Palm oil, for example, makes up more than half of all the vegetable oils consumed globally. About 60 percent of global palm oil comes from Indonesia; another 29 per cent is grown in nearby Malaysia and Thailand. Rising demand and tight supplies already have led to export restrictions among some major producers. Changes to traditional monsoon patterns and other weather-related complications can only add to the threat of further supply disruptions and drive further market gyrations.

Rice markets face similar concerns. Rice, a staple food for billions, is the second most important cereal crop in the world (behind only corn). Markets look to China, India, Bangladesh, India, Vietnam and Thailand for 75 percent of total production.
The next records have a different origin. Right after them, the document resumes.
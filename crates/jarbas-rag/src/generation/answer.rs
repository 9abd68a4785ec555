//! Answer generation from retrieved context

use std::sync::Arc;

use crate::error::Result;
use crate::providers::LlmProvider;

use super::prompt::PromptBuilder;

/// Produces a grounded answer for a question and its context
#[derive(Clone)]
pub struct AnswerGenerator {
    llm: Arc<dyn LlmProvider>,
}

impl AnswerGenerator {
    /// Create a new generator
    pub fn new(llm: Arc<dyn LlmProvider>) -> Self {
        Self { llm }
    }

    /// Generate the answer text; one model call, no retries
    pub async fn generate(&self, context: &str, question: &str) -> Result<String> {
        let prompt = PromptBuilder::build_rag_prompt(question, context);
        tracing::debug!(
            "Generating answer with {} ({}), prompt {} chars",
            self.llm.name(),
            self.llm.model(),
            prompt.len()
        );
        self.llm.generate(&prompt).await
    }
}
//! Grounded answer generation

pub mod answer;
pub mod prompt;

pub use answer::AnswerGenerator;
pub use prompt::{PromptBuilder, CONTEXT_SEPARATOR};
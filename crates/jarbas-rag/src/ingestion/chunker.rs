//! Paragraph chunking on blank-line boundaries

use crate::types::Chunk;

/// Paragraph separator
pub const PARAGRAPH_BREAK: &str = "\n\n";

/// Splits text into paragraph chunks.
///
/// Pieces are separated by `"\n\n"`; pieces that are empty or whitespace-only
/// are dropped and the rest keep their original text and order. There is no
/// size cap, so a single paragraph can be arbitrarily large.
#[derive(Debug, Default, Clone, Copy)]
pub struct ParagraphChunker;

impl ParagraphChunker {
    /// Create a new chunker
    pub fn new() -> Self {
        Self
    }

    /// Split text into ordered, non-blank pieces
    pub fn split<'a>(&self, text: &'a str) -> Vec<&'a str> {
        text.split(PARAGRAPH_BREAK)
            .filter(|piece| !piece.trim().is_empty())
            .collect()
    }

    /// Chunk a document's text, assigning `{document_id}_{i}` identifiers
    pub fn chunk_document(&self, document_id: &str, text: &str) -> Vec<Chunk> {
        self.split(text)
            .into_iter()
            .enumerate()
            .map(|(i, piece)| Chunk::new(document_id, i as u32, piece))
            .collect()
    }
}

#[cfg(test)]
mod tests {
    use super::*;

    #[test]
    fn test_split_paragraphs() {
        let chunker = ParagraphChunker::new();
        assert_eq!(chunker.split("Alpha.\n\nBeta."), vec!["Alpha.", "Beta."]);
    }

    #[test]
    fn test_empty_and_blank_text() {
        let chunker = ParagraphChunker::new();
        assert!(chunker.split("").is_empty());
        assert!(chunker.split("   ").is_empty());
        assert!(chunker.split("\n\n\n\n  \n\n\t").is_empty());
    }

    #[test]
    fn test_blank_pieces_dropped_order_kept() {
        let chunker = ParagraphChunker::new();
        let text = "First\n\n   \n\nSecond line one\nSecond line two\n\n\n\nThird";
        let pieces = chunker.split(text);

        assert_eq!(pieces, vec!["First", "Second line one\nSecond line two", "Third"]);
        assert!(pieces.iter().all(|p| !p.trim().is_empty()));
    }

    #[test]
    fn test_pieces_keep_surrounding_whitespace() {
        let chunker = ParagraphChunker::new();
        // Only the "\n\n" boundaries are consumed
        assert_eq!(chunker.split("  Alpha \n\n\nBeta"), vec!["  Alpha ", "\nBeta"]);
    }

    #[test]
    fn test_single_newlines_do_not_split() {
        let chunker = ParagraphChunker::new();
        assert_eq!(chunker.split("a\nb\nc").len(), 1);
    }

    #[test]
    fn test_chunk_document_ids() {
        let chunker = ParagraphChunker::new();
        let chunks = chunker.chunk_document("report.pdf", "Alpha.\n\nBeta.");

        assert_eq!(chunks.len(), 2);
        assert_eq!(chunks[0].id, "report.pdf_0");
        assert_eq!(chunks[0].content, "Alpha.");
        assert_eq!(chunks[1].id, "report.pdf_1");
        assert_eq!(chunks[1].content, "Beta.");
    }

    #[test]
    fn test_no_size_cap() {
        let chunker = ParagraphChunker::new();
        let long = "word ".repeat(10_000);
        let pieces = chunker.split(&long);
        assert_eq!(pieces.len(), 1);
        assert_eq!(pieces[0].len(), long.len());
    }
}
India’s role as a major player in global agriculture often is overlooked. India leads the world in acreage planted to wheat, rice and cotton, and ranks very near the top of global production charts for fruit, vegetables, sugarcane, sugar, rice and cotton. India farmers feed what is soon to become the world’s largest national population (1.5 billion by 2030) – and still export large quantities of the essential commodities sought by global customers.

China and Brazil

Both countries are critical elements of the global food system, both as exporters of commodities and food products. El Niño projections place China largely outside the areas expected to be most affected by weather events tied to El Niño.

Scientists also predict the worst of the potential “dry” conditions affecting Brazil will fall in the northern part of the country, which trails the southern areas as key agricultural producing regions. Brazilian produces soybeans, sugar cane, corn, cotton, beef and other commodities and food products – many of which should continue to compete aggressively in what could become an even tighter market supply picture.

But the same experts caution that specific abnormal weather events may occur  nonetheless across the globe as a result of El Niño, especially when coupled with overall global warming patterns. El Niño only adds to the weather and climate challenges facing today’s global food system.

What does all this mean for the food consumer?

The losses imposed by El Niño are far from inconsequential. Experts measure their economic costs in the trillion of dollars — on average around $3.4 trillion, and as much as $5.7 trillion from the severe 1997-98 El Niño. Those costs ripple through national economies – with consumers ultimately paying their share.